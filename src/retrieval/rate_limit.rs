//! Request pacing for search backends.
//!
//! Search APIs on free plans reject bursts. [`RateLimiter`] spaces request
//! starts by a minimum interval and caps concurrent requests; it lives on the
//! transport side so the verification pipeline itself never sleeps.

use async_trait::async_trait;
use std::sync::Arc;
use std::time::Duration;
use tokio::sync::{Mutex, OwnedSemaphorePermit, Semaphore};
use tokio::time::Instant;

use crate::error::SearchError;
use crate::retrieval::traits::EvidenceSource;
use crate::types::SearchHit;

/// Permission to issue one request. Dropping it releases the slot.
#[derive(Debug)]
pub struct RateLimitPermit {
    _slot: OwnedSemaphorePermit,
}

/// Minimum-interval plus max-concurrency limiter.
#[derive(Debug)]
pub struct RateLimiter {
    min_interval: Duration,
    slots: Arc<Semaphore>,
    next_start: Mutex<Option<Instant>>,
}

impl RateLimiter {
    /// Create a limiter spacing request starts by `min_interval`, allowing at
    /// most `max_concurrent` requests in flight (at least one).
    #[must_use]
    pub fn new(min_interval: Duration, max_concurrent: usize) -> Self {
        Self {
            min_interval,
            slots: Arc::new(Semaphore::new(max_concurrent.max(1))),
            next_start: Mutex::new(None),
        }
    }

    /// A limiter allowing one request at a time, `min_interval` apart.
    #[must_use]
    pub fn with_interval(min_interval: Duration) -> Self {
        Self::new(min_interval, 1)
    }

    /// The configured minimum interval.
    #[must_use]
    pub const fn min_interval(&self) -> Duration {
        self.min_interval
    }

    /// Wait for a free slot and for the minimum interval to elapse.
    ///
    /// # Errors
    ///
    /// Returns [`SearchError::RateLimiterClosed`] if the limiter was closed.
    pub async fn acquire(&self) -> Result<RateLimitPermit, SearchError> {
        let slot = Arc::clone(&self.slots)
            .acquire_owned()
            .await
            .map_err(|_| SearchError::RateLimiterClosed)?;

        let start_at = {
            let mut next = self.next_start.lock().await;
            let now = Instant::now();
            let start_at = next.map_or(now, |scheduled| scheduled.max(now));
            *next = Some(start_at + self.min_interval);
            start_at
        };

        if start_at > Instant::now() {
            tracing::debug!(
                wait_ms = u64::try_from((start_at - Instant::now()).as_millis()).unwrap_or(u64::MAX),
                "Rate limiting search request"
            );
            tokio::time::sleep_until(start_at).await;
        }

        Ok(RateLimitPermit { _slot: slot })
    }

    /// Return a permit to the limiter.
    pub fn release(&self, permit: RateLimitPermit) {
        drop(permit);
    }

    /// Number of free concurrency slots.
    #[must_use]
    pub fn available_slots(&self) -> usize {
        self.slots.available_permits()
    }

    /// Reject all current and future waiters.
    pub fn close(&self) {
        self.slots.close();
    }
}

/// An [`EvidenceSource`] whose searches go through a [`RateLimiter`].
pub struct RateLimitedSource<S: EvidenceSource> {
    inner: S,
    limiter: Arc<RateLimiter>,
}

impl<S: EvidenceSource> RateLimitedSource<S> {
    /// Wrap `inner` with `limiter`.
    #[must_use]
    pub fn new(inner: S, limiter: Arc<RateLimiter>) -> Self {
        Self { inner, limiter }
    }

    /// The wrapped source.
    #[must_use]
    pub fn inner(&self) -> &S {
        &self.inner
    }

    /// The shared limiter.
    #[must_use]
    pub fn limiter(&self) -> &Arc<RateLimiter> {
        &self.limiter
    }
}

#[async_trait]
impl<S: EvidenceSource> EvidenceSource for RateLimitedSource<S> {
    async fn search(&self, query: &str, max_results: usize) -> Result<Vec<SearchHit>, SearchError> {
        let permit = self.limiter.acquire().await?;
        let result = self.inner.search(query, max_results).await;
        self.limiter.release(permit);
        result
    }

    async fn ready(&self) -> Result<Option<RateLimitPermit>, SearchError> {
        self.limiter.acquire().await.map(Some)
    }

    async fn search_ready(
        &self,
        query: &str,
        max_results: usize,
        permit: Option<RateLimitPermit>,
    ) -> Result<Vec<SearchHit>, SearchError> {
        let permit = match permit {
            Some(permit) => permit,
            None => self.limiter.acquire().await?,
        };
        let result = self.inner.search(query, max_results).await;
        self.limiter.release(permit);
        result
    }

    fn name(&self) -> &str {
        self.inner.name()
    }
}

________

**Your instructions:**
Everything in the listing must be returned word for word.

**Written response:**
filename src/retrieval/rate_limit.rs
//! Request pacing for search backends.
//!
//! Search APIs on free plans reject bursts. [`RateLimiter`] spaces request
//! starts by a minimum interval and caps concurrent requests; it lives on the
//! transport side so the verification pipeline itself never sleeps.

use async_trait::async_trait;
use std::sync::Arc;
use std::time::Duration;
use tokio::sync::{Mutex, OwnedSemaphorePermit, Semaphore};
use tokio::time::Instant;

use crate::error::SearchError;
use crate::retrieval::traits::EvidenceSource;
use crate::types::SearchHit;

/// Permission to issue one request. Dropping it releases the slot.
#[derive(Debug)]
pub struct RateLimitPermit {
    _slot: OwnedSemaphorePermit,
}

/// Minimum-interval plus max-concurrency limiter.
#[derive(Debug)]
pub struct RateLimiter {
    min_interval: Duration,
    slots: Arc<Semaphore>,
    next_start: Mutex<Option<Instant>>,
}

impl RateLimiter {
    /// Create a limiter spacing request starts by `min_interval`, allowing at
    /// most `max_concurrent` requests in flight (at least one).
    #[must_use]
    pub fn new(min_interval: Duration, max_concurrent: usize) -> Self {
        Self {
            min_interval,
            slots: Arc::new(Semaphore::new(max_concurrent.max(1))),
            next_start: Mutex::new(None),
        }
    }

    /// A limiter allowing one request at a time, `min_interval` apart.
    #[must_use]
    pub fn with_interval(min_interval: Duration) -> Self {
        Self::new(min_interval, 1)
    }

    /// The configured minimum interval.
    #[must_use]
    pub const fn min_interval(&self) -> Duration {
        self.min_interval
    }

    /// Wait for a free slot and for the minimum interval to elapse.
    ///
    /// # Errors
    ///
    /// Returns [`SearchError::RateLimiterClosed`] if the limiter was closed.
    pub async fn acquire(&self) -> Result<RateLimitPermit, SearchError> {
        let slot = Arc::clone(&self.slots)
            .acquire_owned()
            .await
            .map_err(|_| SearchError::RateLimiterClosed)?;

        let start_at = {
            let mut next = self.next_start.lock().await;
            let now = Instant::now();
            let start_at = next.map_or(now, |scheduled| scheduled.max(now));
            *next = Some(start_at + self.min_interval);
            start_at
        };

        if start_at > Instant::now() {
            tracing::debug!(
                wait_ms = u64::try_from((start_at - Instant::now()).as_millis()).unwrap_or(u64::MAX),
                "Rate limiting search request"
            );
            tokio::time::sleep_until(start_at).await;
        }

        Ok(RateLimitPermit { _slot: slot })
    }

    /// Return a permit to the limiter.
    pub fn release(&self, permit: RateLimitPermit) {
        drop(permit);
    }

    /// Number of free concurrency slots.
    #[must_use]
    pub fn available_slots(&self) -> usize {
        self.slots.available_permits()
    }

    /// Reject all current and future waiters.
    pub fn close(&self) {
        self.slots.close();
    }
}

/// An [`EvidenceSource`] whose searches go through a [`RateLimiter`].
pub struct RateLimitedSource<S: EvidenceSource> {
    inner: S,
    limiter: Arc<RateLimiter>,
}

impl<S: EvidenceSource> RateLimitedSource<S> {
    /// Wrap `inner` with `limiter`.
    #[must_use]
    pub fn new(inner: S, limiter: Arc<RateLimiter>) -> Self {
        Self { inner, limiter }
    }

    /// The wrapped source.
    #[must_use]
    pub fn inner(&self) -> &S {
        &self.inner
    }

    /// The shared limiter.
    #[must_use]
    pub fn limiter(&self) -> &Arc<RateLimiter> {
        &self.limiter
    }
}

#[async_trait]
impl<S: EvidenceSource> EvidenceSource for RateLimitedSource<S> {
    async fn search(&self, query: &str, max_results: usize) -> Result<Vec<SearchHit>, SearchError> {
        let permit = self.limiter.acquire().await?;
        let result = self.inner.search(query, max_results).await;
        self.limiter.release(permit);
        result
    }

    async fn ready(&self) -> Result<Option<RateLimitPermit>, SearchError> {
        self.limiter.acquire().await.map(Some)
    }

    async fn search_ready(
        &self,
        query: &str,
        max_results: usize,
        permit: Option<RateLimitPermit>,
    ) -> Result<Vec<SearchHit>, SearchError> {
        let permit = match permit {
            Some(permit) => permit,
            None => self.limiter.acquire().await?,
        };
        let result = self.inner.search(query, max_results).await;
        self.limiter.release(permit);
        result
    }

    fn name(&self) -> &str {
        self.inner.name()
    }
}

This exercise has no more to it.